Пробыв некоторое время в Эммаусе, король и принц спустились назад в вади Ас-Сарар и там, вблизи Рамлы, расстались как старые и добрые друзья.
Возвращаясь в Яффу, Ричард обдумывал значение состоявшихся переговоров. У него родился замечательный, по его мнению, замысел — продолжать эти переговоры, выдвигать новые благородные условия и предложения, усыпить, убаюкать ими Саладина, а потом, когда султан менее всего будет готов к войне, внезапно совершить львиный прыжок на Иерусалим. Конечно, подобное коварство разъярит Саладина, но оно же и вызовет в нем восхищение, ибо таков Восток: любезность, смешанная с коварством, здесь любимое лакомство.
Он никого не посвятил в свой замысел, даже Беренгарию, хотя все вокруг требовали от Ричарда объяснений, чего он хочет и как намеревается действовать далее.
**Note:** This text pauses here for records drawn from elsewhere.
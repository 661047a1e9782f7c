use serenity::all::Permissions;
use strum::IntoStaticStr;

use crate::models::{
    member::{MemberProfile, RoleRef},
    membership::MembershipApi,
    response::EmbedField,
};

pub const DEFAULT_REASON: &str = "There is no reason.";

#[derive(Debug, Clone, PartialEq, IntoStaticStr)]
#[strum(serialize_all = "snake_case")]
pub enum MemberAction {
    AddRole(RoleRef),
    RemoveRole(RoleRef),
    SetNickname(String),
    Mute,
    Unmute,
    Deafen,
    Undeafen,
    Kick { reason: String },
    Ban { days: u8, reason: String },
}

/// The single field describing what a successful action changed.
#[derive(Debug, Clone, PartialEq)]
pub struct StateDelta {
    pub name: &'static str,
    pub value: String,
    pub inline: bool,
}

impl From<StateDelta> for EmbedField {
    fn from(delta: StateDelta) -> Self {
        EmbedField::new(delta.name, delta.value, delta.inline)
    }
}

#[derive(Debug, Clone, PartialEq)]
pub struct ExternalFailure {
    pub action: MemberAction,
}

impl ExternalFailure {
    pub fn title(&self) -> &'static str {
        match self.action {
            MemberAction::AddRole(_) => "There was an error adding the role to the user.",
            MemberAction::RemoveRole(_) => "There was an error removing the role from the user.",
            MemberAction::SetNickname(_) => "There was an error setting the user's nickname.",
            MemberAction::Mute => "There was an error muting the user.",
            MemberAction::Unmute => "There was an error un-muting the user.",
            MemberAction::Deafen => "There was an error deafening the user.",
            MemberAction::Undeafen => "There was an error un-deafening the user.",
            MemberAction::Kick { .. } => "There was an error kicking the user.",
            MemberAction::Ban { .. } => "There was an error banning the user.",
        }
    }
}

impl MemberAction {
    pub fn toggle_role(member: &MemberProfile, role: RoleRef) -> Self {
        if member.has_role(&role) {
            MemberAction::RemoveRole(role)
        } else {
            MemberAction::AddRole(role)
        }
    }

    pub fn toggle_mute(member: &MemberProfile) -> Self {
        if member.muted {
            MemberAction::Unmute
        } else {
            MemberAction::Mute
        }
    }

    pub fn toggle_deafen(member: &MemberProfile) -> Self {
        if member.deafened {
            MemberAction::Undeafen
        } else {
            MemberAction::Deafen
        }
    }

    pub fn kick(reason: Option<String>) -> Self {
        MemberAction::Kick {
            reason: reason.unwrap_or_else(|| DEFAULT_REASON.to_string()),
        }
    }

    pub fn ban(days: u8, reason: Option<String>) -> Self {
        MemberAction::Ban {
            days,
            reason: reason.unwrap_or_else(|| DEFAULT_REASON.to_string()),
        }
    }

    /// Variant name without its payload, safe to log.
    pub fn kind(&self) -> &'static str {
        self.into()
    }

    /// Capability checked by the permission gate before the action runs.
    /// Kicks and bans are restricted when the command is registered instead.
    pub fn capability(&self) -> Option<Permissions> {
        match self {
            MemberAction::AddRole(_) | MemberAction::RemoveRole(_) => {
                Some(Permissions::MANAGE_ROLES)
            }
            MemberAction::SetNickname(_) => Some(Permissions::MANAGE_NICKNAMES),
            MemberAction::Mute => Some(Permissions::MUTE_MEMBERS),
            MemberAction::Deafen => Some(Permissions::DEAFEN_MEMBERS),
            MemberAction::Unmute
            | MemberAction::Undeafen
            | MemberAction::Kick { .. }
            | MemberAction::Ban { .. } => None,
        }
    }

    fn delta(&self, member: &MemberProfile) -> StateDelta {
        let (name, value, inline) = match self {
            MemberAction::AddRole(role) => ("Role Added", role.mention(), false),
            MemberAction::RemoveRole(role) => ("Role Removed", role.mention(), false),
            MemberAction::SetNickname(_) => ("Nickname Set", member.mention(), false),
            MemberAction::Mute => ("Muted", member.mention(), false),
            MemberAction::Unmute => ("Un-muted", member.mention(), false),
            MemberAction::Deafen => ("Deafened", member.mention(), false),
            MemberAction::Undeafen => ("Un-deafened", member.mention(), false),
            MemberAction::Kick { reason } => ("Kicked", format!("```{reason}```"), true),
            MemberAction::Ban { reason, .. } => ("Banned", format!("```{reason}```"), true),
        };

        StateDelta {
            name,
            value,
            inline,
        }
    }
}

/// Performs `action` on `member` through the membership API.
///
/// Any error from the API is reported as an `ExternalFailure` for the action;
/// nothing is retried or rolled back.
pub async fn execute(
    api: &dyn MembershipApi,
    member: &MemberProfile,
    action: MemberAction,
) -> Result<StateDelta, ExternalFailure> {
    let result = match &action {
        MemberAction::AddRole(role) => api.add_role(member, role).await,
        MemberAction::RemoveRole(role) => api.remove_role(member, role).await,
        MemberAction::SetNickname(nickname) => api.set_nickname(member, nickname).await,
        MemberAction::Mute => api.set_muted(member, true).await,
        MemberAction::Unmute => api.set_muted(member, false).await,
        MemberAction::Deafen => api.set_deafened(member, true).await,
        MemberAction::Undeafen => api.set_deafened(member, false).await,
        MemberAction::Kick { reason } => api.kick(member, reason).await,
        MemberAction::Ban { days, reason } => api.ban(member, *days, reason).await,
    };

    match result {
        Ok(()) => Ok(action.delta(member)),
        Err(_) => Err(ExternalFailure { action }),
    }
}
Ричард увиливал от ответов, всеми способами оттягивая новый военный совет, на котором должно было решиться, когда же идти на Иерусалим.
На второй неделе Рождественского поста Аладиль вновь приехал в Яффу с подарками от себя и от султана Саладина. Он ехал верхом на той самой лошади, которую в прошлый приезд Ричард подарил ему, и круп лошади был покрыт тигриной шкурой. Король Англии снова устроил ему пышный прием и отдарился щедрыми подарками. Правда, теперь пришлось делить общение с недавно прибывшим из Акры королем Гюи, который был чрезвычайно удивлен столь роскошным приемом, оказываемым брату заклятого врага. Еще более он удивился и рассердился, когда Ричард и Аладиль некоторое время разговаривали по-арабски. Прошлые уроки пошли на пользу, и Ричард уже гораздо увереннее строил предложение. Наконец, к облегчению Лузиньяна, английский король вытер со лба пот и сказал:
— Пощадите, ваше высочество, больше не в силах общаться с вами на вашем великолепном языке. Устал. Вы должны меня понять.
— Конечно, конечно! — закивал любезный Аладиль. — Да и я мечтаю поговорить по-французски. За те две недели, что мы не виделись, у меня не было такой возможности.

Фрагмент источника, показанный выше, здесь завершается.